Data items:
[Start of Attachment]

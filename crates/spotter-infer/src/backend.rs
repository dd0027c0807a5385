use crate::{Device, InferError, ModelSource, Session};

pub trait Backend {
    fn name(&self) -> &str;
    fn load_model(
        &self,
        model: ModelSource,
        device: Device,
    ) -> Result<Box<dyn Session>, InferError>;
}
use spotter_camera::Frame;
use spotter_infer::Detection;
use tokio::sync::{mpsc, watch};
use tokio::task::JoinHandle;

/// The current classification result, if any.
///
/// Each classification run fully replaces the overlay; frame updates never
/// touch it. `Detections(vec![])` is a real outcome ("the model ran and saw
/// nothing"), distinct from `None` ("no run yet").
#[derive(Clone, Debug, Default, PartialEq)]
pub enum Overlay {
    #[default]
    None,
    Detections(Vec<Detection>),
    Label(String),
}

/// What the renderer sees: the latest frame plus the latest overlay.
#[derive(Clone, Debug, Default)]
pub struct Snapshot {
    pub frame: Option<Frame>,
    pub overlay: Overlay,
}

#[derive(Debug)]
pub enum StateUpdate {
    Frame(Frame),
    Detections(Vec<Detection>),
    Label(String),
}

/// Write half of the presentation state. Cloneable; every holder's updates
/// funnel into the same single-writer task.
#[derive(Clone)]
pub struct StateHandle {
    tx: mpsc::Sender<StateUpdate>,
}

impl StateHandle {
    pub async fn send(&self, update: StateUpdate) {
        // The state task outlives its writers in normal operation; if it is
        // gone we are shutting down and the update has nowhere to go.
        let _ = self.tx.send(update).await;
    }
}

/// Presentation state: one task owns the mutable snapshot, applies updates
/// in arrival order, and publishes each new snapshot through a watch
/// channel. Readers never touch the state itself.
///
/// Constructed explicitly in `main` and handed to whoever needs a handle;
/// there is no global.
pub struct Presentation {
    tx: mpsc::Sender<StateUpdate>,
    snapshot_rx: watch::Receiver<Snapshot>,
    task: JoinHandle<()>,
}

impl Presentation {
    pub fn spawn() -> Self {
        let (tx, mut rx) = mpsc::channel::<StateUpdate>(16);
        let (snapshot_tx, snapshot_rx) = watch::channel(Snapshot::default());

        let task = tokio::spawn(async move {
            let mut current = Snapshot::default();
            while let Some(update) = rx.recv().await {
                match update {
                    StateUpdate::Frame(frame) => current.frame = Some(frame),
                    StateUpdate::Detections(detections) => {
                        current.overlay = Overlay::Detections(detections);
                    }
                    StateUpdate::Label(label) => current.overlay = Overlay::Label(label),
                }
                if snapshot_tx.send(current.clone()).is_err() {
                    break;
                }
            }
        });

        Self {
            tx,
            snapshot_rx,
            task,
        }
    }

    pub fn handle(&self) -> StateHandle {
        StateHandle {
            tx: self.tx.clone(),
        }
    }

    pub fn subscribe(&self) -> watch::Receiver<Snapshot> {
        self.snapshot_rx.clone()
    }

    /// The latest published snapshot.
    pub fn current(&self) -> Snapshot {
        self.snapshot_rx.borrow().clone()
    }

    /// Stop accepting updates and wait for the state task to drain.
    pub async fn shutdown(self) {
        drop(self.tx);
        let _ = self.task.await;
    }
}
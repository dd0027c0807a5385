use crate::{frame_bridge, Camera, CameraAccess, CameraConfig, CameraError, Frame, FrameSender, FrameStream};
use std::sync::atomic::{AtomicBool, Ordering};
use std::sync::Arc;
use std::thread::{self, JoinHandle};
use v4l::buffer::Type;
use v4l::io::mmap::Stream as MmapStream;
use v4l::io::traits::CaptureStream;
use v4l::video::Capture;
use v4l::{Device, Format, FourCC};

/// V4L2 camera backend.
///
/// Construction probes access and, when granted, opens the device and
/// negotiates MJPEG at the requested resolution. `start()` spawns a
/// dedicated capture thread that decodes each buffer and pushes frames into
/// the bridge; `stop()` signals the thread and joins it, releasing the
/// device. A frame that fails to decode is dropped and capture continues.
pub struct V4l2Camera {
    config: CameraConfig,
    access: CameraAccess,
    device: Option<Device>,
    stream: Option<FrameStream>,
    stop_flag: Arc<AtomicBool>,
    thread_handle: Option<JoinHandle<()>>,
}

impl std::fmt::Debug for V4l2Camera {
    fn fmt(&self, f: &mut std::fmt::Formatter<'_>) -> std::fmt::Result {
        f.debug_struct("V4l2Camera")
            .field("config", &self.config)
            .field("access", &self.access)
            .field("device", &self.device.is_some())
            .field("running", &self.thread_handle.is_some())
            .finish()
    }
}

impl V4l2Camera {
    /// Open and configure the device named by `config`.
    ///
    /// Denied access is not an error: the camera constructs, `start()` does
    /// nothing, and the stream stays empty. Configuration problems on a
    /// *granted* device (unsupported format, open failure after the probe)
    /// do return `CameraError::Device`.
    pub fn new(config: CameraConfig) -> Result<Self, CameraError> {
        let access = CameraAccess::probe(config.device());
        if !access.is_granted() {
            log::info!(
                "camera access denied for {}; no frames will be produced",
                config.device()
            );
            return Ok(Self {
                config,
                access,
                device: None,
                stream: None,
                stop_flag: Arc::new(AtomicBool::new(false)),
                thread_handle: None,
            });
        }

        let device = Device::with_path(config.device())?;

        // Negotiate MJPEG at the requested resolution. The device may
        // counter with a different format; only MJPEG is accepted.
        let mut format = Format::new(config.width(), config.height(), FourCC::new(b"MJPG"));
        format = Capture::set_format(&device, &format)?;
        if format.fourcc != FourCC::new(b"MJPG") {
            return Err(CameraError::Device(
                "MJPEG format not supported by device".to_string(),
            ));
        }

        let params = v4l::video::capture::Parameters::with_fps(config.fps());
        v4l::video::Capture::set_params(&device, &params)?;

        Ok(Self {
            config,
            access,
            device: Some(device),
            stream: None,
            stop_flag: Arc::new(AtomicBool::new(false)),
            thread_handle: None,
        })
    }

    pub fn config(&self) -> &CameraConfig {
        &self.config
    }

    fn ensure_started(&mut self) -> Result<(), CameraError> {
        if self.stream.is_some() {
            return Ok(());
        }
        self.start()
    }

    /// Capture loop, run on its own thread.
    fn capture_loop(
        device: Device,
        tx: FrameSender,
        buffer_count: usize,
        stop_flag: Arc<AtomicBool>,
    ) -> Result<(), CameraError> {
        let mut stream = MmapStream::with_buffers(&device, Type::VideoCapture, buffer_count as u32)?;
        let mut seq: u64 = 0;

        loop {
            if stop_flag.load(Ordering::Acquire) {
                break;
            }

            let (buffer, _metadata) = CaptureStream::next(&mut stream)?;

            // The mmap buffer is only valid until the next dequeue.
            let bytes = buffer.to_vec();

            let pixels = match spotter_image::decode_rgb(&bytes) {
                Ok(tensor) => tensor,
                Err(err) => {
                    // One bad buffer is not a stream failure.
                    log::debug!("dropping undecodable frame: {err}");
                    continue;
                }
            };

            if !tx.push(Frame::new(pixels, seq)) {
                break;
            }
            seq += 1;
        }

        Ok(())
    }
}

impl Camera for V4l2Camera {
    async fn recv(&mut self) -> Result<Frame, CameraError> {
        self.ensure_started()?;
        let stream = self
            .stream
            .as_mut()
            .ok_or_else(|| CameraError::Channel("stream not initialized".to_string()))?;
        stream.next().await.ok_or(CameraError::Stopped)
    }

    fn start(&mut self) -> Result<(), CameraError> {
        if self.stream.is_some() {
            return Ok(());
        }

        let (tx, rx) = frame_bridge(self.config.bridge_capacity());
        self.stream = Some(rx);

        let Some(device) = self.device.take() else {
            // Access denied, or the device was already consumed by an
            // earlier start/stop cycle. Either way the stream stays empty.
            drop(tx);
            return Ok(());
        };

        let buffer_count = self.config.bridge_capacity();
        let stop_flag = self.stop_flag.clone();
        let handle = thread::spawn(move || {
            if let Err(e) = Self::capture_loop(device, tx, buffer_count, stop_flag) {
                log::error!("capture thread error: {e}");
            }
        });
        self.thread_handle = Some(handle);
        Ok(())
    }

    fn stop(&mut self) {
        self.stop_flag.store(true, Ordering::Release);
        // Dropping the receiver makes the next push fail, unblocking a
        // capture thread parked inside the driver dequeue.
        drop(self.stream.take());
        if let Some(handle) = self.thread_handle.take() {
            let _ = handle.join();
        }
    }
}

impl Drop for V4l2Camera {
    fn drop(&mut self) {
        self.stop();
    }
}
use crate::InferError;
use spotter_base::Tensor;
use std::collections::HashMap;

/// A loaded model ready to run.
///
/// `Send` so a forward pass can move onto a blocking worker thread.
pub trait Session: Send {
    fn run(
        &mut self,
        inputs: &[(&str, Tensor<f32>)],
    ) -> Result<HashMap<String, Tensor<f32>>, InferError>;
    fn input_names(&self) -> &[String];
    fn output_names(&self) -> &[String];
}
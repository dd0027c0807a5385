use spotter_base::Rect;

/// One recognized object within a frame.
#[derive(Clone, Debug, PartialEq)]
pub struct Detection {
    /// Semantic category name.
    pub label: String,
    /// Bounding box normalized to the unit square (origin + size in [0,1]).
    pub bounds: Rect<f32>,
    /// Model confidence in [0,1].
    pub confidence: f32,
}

[End of Attachment]

* **Task details**
Nothing should appear in the answer except the lines above from the line with "use v4l::buffer::Type;" through the line with "MJPEG is accepted.", both included, written out exactly.

* **Solution**
use v4l::buffer::Type;
use v4l::io::mmap::Stream as MmapStream;
use v4l::io::traits::CaptureStream;
use v4l::video::Capture;
use v4l::{Device, Format, FourCC};

/// V4L2 camera backend.
///
/// Construction probes access and, when granted, opens the device and
/// negotiates MJPEG at the requested resolution. `start()` spawns a
/// dedicated capture thread that decodes each buffer and pushes frames into
/// the bridge; `stop()` signals the thread and joins it, releasing the
/// device. A frame that fails to decode is dropped and capture continues.
pub struct V4l2Camera {
    config: CameraConfig,
    access: CameraAccess,
    device: Option<Device>,
    stream: Option<FrameStream>,
    stop_flag: Arc<AtomicBool>,
    thread_handle: Option<JoinHandle<()>>,
}

impl std::fmt::Debug for V4l2Camera {
    fn fmt(&self, f: &mut std::fmt::Formatter<'_>) -> std::fmt::Result {
        f.debug_struct("V4l2Camera")
            .field("config", &self.config)
            .field("access", &self.access)
            .field("device", &self.device.is_some())
            .field("running", &self.thread_handle.is_some())
            .finish()
    }
}

impl V4l2Camera {
    /// Open and configure the device named by `config`.
    ///
    /// Denied access is not an error: the camera constructs, `start()` does
    /// nothing, and the stream stays empty. Configuration problems on a
    /// *granted* device (unsupported format, open failure after the probe)
    /// do return `CameraError::Device`.
    pub fn new(config: CameraConfig) -> Result<Self, CameraError> {
        let access = CameraAccess::probe(config.device());
        if !access.is_granted() {
            log::info!(
                "camera access denied for {}; no frames will be produced",
                config.device()
            );
            return Ok(Self {
                config,
                access,
                device: None,
                stream: None,
                stop_flag: Arc::new(AtomicBool::new(false)),
                thread_handle: None,
            });
        }

        let device = Device::with_path(config.device())?;

        // Negotiate MJPEG at the requested resolution. The device may
        // counter with a different format; only MJPEG is accepted.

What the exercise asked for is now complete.